Ageing is arguably the major biomedical challenge of the 21st century with the incidence of age-related diseases, and neurodegenerative diseases in particular, expected to increase dramatically in the coming decades. In model organisms, the process of ageing can be retarded by both genetic manipulations and dietary interventions. Most notably, caloric restriction (CR), a reduction in calorie intake without malnutrition, extends longevity and retards age-related diseases, including neurodegeneration. Developing CR mimetics, compounds that reproduce the health and longevity benefits of CR without its side-effects, is therefore of widespread medical and commercial interest (Pharmacological Reviews (2012) 64:88-101).

In this project, we aim to identify and characterize new compounds with pro-longevity, health-promoting and neuroprotective effects that may be suitable for the treatment of neurodegenerative diseases. To achieve this, and using a network pharmacology approach applied to publicly-available drug gene expression data, the primary supervisor recently identified 11 novel candidate CR mimetic drugs. Five of these have already been tested in the roundworm C. elegans, an established model of ageing and of CR, with four significantly extending lifespan via CR-related processes (Aging Cell (2016) 15:256-266). To assess the potential of these compounds for the treatment of neurodegenerative conditions, we now aim to study the 11 new candidate CR mimetics for lifespan and healthspan effects in two worm models of neurodegenerative diseases: a dnj-14 null mutant model of adult-onset neuronal ceroid lipofuscinosis (Hum Mol Genet (2014) 23:5916) and a worm model of frontotemporal dementia expressing a human Tau mutant, parkinsonism-17 (Molecular Neurodegeneration (2015) 10:51).

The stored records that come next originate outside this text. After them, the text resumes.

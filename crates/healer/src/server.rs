//! Webhook server.
//!
//! Endpoints:
//! - `POST /api/alarms`: run one remediation for the posted alarm event
//! - `GET /health`: liveness
//!
//! Each remediation runs on its own task and completes even if the caller
//! disconnects.

use std::sync::Arc;

use anyhow::Result;
use axum::{
    extract::State,
    http::StatusCode,
    response::IntoResponse,
    routing::{get, post},
    Json, Router,
};
use serde::Serialize;
use tower::ServiceBuilder;
use tower_http::trace::TraceLayer;
use tracing::{error, info, warn};

use crate::event::AlarmEvent;
use crate::handler::Healer;
use crate::result::RunResult;
use crate::types::{OutcomeKind, RemediationOutcome};

/// Build the HTTP router.
pub fn build_router(healer: Arc<Healer>) -> Router {
    Router::new()
        .route("/health", get(health_handler))
        .route("/api/alarms", post(alarm_handler))
        .layer(ServiceBuilder::new().layer(TraceLayer::new_for_http()))
        .with_state(healer)
}

/// Bind `addr` and serve until Ctrl-C.
pub async fn run_server(healer: Arc<Healer>, addr: &str) -> Result<()> {
    let app = build_router(healer);

    let listener = tokio::net::TcpListener::bind(addr).await?;
    info!("Healer webhook server listening on {addr}");

    axum::serve(listener, app)
        .with_graceful_shutdown(shutdown_signal())
        .await?;

    info!("Healer webhook server stopped");
    Ok(())
}

async fn shutdown_signal() {
    if let Err(e) = tokio::signal::ctrl_c().await {
        warn!(error = %e, "Failed to listen for shutdown signal");
        std::future::pending::<()>().await;
    }
}

#[derive(Debug, Serialize)]
struct HealthResponse {
    status: &'static str,
    version: &'static str,
}

async fn health_handler() -> impl IntoResponse {
    Json(HealthResponse {
        status: "healthy",
        version: env!("CARGO_PKG_VERSION"),
    })
}

async fn alarm_handler(
    State(healer): State<Arc<Healer>>,
    Json(event): Json<AlarmEvent>,
) -> impl IntoResponse {
    let task = tokio::spawn(async move { healer.handle(&event).await });
    let result = task.await.unwrap_or_else(|e| {
        error!(error = %e, "Remediation task failed");
        RunResult::from(&RemediationOutcome::new(
            OutcomeKind::UnexpectedError,
            e.to_string(),
        ))
    });
    let status =
        StatusCode::from_u16(result.status_code).unwrap_or(StatusCode::INTERNAL_SERVER_ERROR);
    (status, Json(result))
}
//! Collaborator interfaces consumed by the remediation orchestrator.
//!
//! Each collaborator reports its anticipated failures as a typed value at its
//! own boundary. The orchestrator branches on those values and never sees a
//! raw provider error.

use std::time::Duration;

use async_trait::async_trait;
use healer_cloud::InstanceState;
use healer_notify::{Alert, Delivery};
use thiserror::Error;

use crate::types::AppHealth;

/// The reboot command was not accepted.
#[derive(Debug, Error)]
#[error("reboot of {instance_id} rejected: {reason}")]
pub struct ActionError {
    pub instance_id: String,
    pub reason: String,
}

/// Reads the lifecycle state of an instance.
#[async_trait]
pub trait InstanceProbe: Send + Sync {
    /// Current state. Lookup failures come back as
    /// [`InstanceState::ProbeError`], a missing status record as
    /// [`InstanceState::Unknown`].
    async fn instance_state(&self, instance_id: &str) -> InstanceState;
}

/// Issues the remediation action.
#[async_trait]
pub trait RebootAction: Send + Sync {
    /// Send one reboot command. Does not wait for the restart and never
    /// retries.
    async fn reboot(&self, instance_id: &str) -> Result<(), ActionError>;
}

/// Checks that the hosted application is serving traffic.
#[async_trait]
pub trait ApplicationProbe: Send + Sync {
    /// Single request bounded by `timeout`; no retries.
    async fn check(&self, url: &str, timeout: Duration) -> AppHealth;
}

/// Sends an alert. Best-effort: delivery failures are logged by the sink and
/// only summarised in the returned [`Delivery`].
#[async_trait]
pub trait AlertSink: Send + Sync {
    async fn send_alert(&self, alert: &Alert) -> Delivery;
}

/// Suspension point for every wait in a run.
///
/// Production code injects [`TokioClock`](crate::clock::TokioClock); tests
/// inject a clock that records the requested delays and returns at once.
#[async_trait]
pub trait Clock: Send + Sync {
    async fn sleep(&self, duration: Duration);
}
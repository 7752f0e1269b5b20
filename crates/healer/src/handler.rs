//! Trigger handling: validate config, serialize per instance, run, report.

use std::sync::Arc;

use anyhow::{Context, Result};
use healer_cloud::{ComputeProvider, Ec2};
use healer_notify::{Notifier, NotifyChannel, SlackChannel, SnsChannel};
use tracing::{info, warn};

use crate::action::ProviderRebootAction;
use crate::alerting::AlertComposer;
use crate::clock::TokioClock;
use crate::config::{HealerConfig, TargetConfig};
use crate::event::AlarmEvent;
use crate::locks::InstanceLocks;
use crate::orchestrator::{Collaborators, Remediator};
use crate::probes::{HttpApplicationProbe, ProviderInstanceProbe};
use crate::result::RunResult;
use crate::types::RemediationRequest;

/// Entry point shared by the CLI and the webhook server.
pub struct Healer {
    target: TargetConfig,
    remediator: Remediator,
    locks: InstanceLocks,
}

impl Healer {
    #[must_use]
    pub fn new(target: TargetConfig, remediator: Remediator) -> Self {
        Self {
            target,
            remediator,
            locks: InstanceLocks::new(),
        }
    }

    /// Wire the production adapters: EC2 for state and reboot, SNS (plus
    /// Slack when configured) for alerts, HTTP for the application check.
    pub fn from_config(config: &HealerConfig) -> Result<Self> {
        let mut ec2 = Ec2::new(config.region.clone()).context("Failed to create EC2 client")?;
        if let Some(endpoint) = &config.endpoint_url {
            ec2 = ec2.with_endpoint(endpoint.clone());
        }
        let provider: Arc<dyn ComputeProvider> = Arc::new(ec2);

        let notifier = if config.notify_disabled {
            warn!("Alert delivery disabled by configuration");
            Notifier::disabled()
        } else {
            let mut sns = SnsChannel::new(config.region.clone());
            if let Some(endpoint) = &config.endpoint_url {
                sns = sns.with_endpoint(endpoint.clone());
            }
            if let Some(topic) = &config.target.topic_arn {
                sns = sns.with_default_topic(topic.clone());
            }

            let mut channels: Vec<Arc<dyn NotifyChannel>> = vec![Arc::new(sns)];
            if let Some(webhook) = &config.slack_webhook_url {
                channels.push(Arc::new(SlackChannel::new(webhook.clone())));
            }
            Notifier::with_channels(channels)
        };

        let client = reqwest::Client::builder()
            .build()
            .context("Failed to create HTTP client")?;

        let collaborators = Collaborators {
            instances: Arc::new(ProviderInstanceProbe::new(Arc::clone(&provider))),
            action: Arc::new(ProviderRebootAction::new(provider)),
            application: Arc::new(HttpApplicationProbe::new(client)),
            alerts: Arc::new(notifier),
            clock: Arc::new(TokioClock),
        };

        let remediator = Remediator::new(
            collaborators,
            config.timings,
            AlertComposer::new(config.subject_prefix.clone()),
        );

        Ok(Self::new(config.target.clone(), remediator))
    }

    /// Handle one trigger event end to end.
    ///
    /// Missing configuration is reported before any probe runs. Otherwise the
    /// run holds its instance's lock from the first probe until the outcome
    /// is known.
    pub async fn handle(&self, event: &AlarmEvent) -> RunResult {
        info!(alarm_name = event.alarm_name(), "Received alarm");

        let target = match self.target.resolve() {
            Ok(target) => target,
            Err(e) => {
                warn!(error = %e, "Refusing to run");
                return RunResult::missing_config();
            }
        };

        let request = RemediationRequest::new(target, event);
        let _guard = self.locks.acquire(&request.instance_id).await;
        let outcome = self.remediator.run(&request).await;

        RunResult::from(&outcome)
    }

    #[must_use]
    pub fn locks(&self) -> &InstanceLocks {
        &self.locks
    }

    #[must_use]
    pub fn remediator(&self) -> &Remediator {
        &self.remediator
    }
}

Mechanisms of action will also be studied to determine whether these new compounds are working via known ageing-related pathways or if they could represent new longevity pathways. Biomarkers and candidate genes mediating CR mimetic drugs will be explored using bioinformatics analyses of the drugs’ publicly-available gene expression data, as before (PLoS Genetics (2012) 8:e1002834), and biochemical and molecular assays (qPCR, Western blot, etc.). Lastly, studies in mammalian cells will be performed to assay our compounds for potential effects relevant to humans, including neuroprotection, as previously (Molecular Neurodegeneration (2015) 10:51; Genome Biology (2015) 16:285).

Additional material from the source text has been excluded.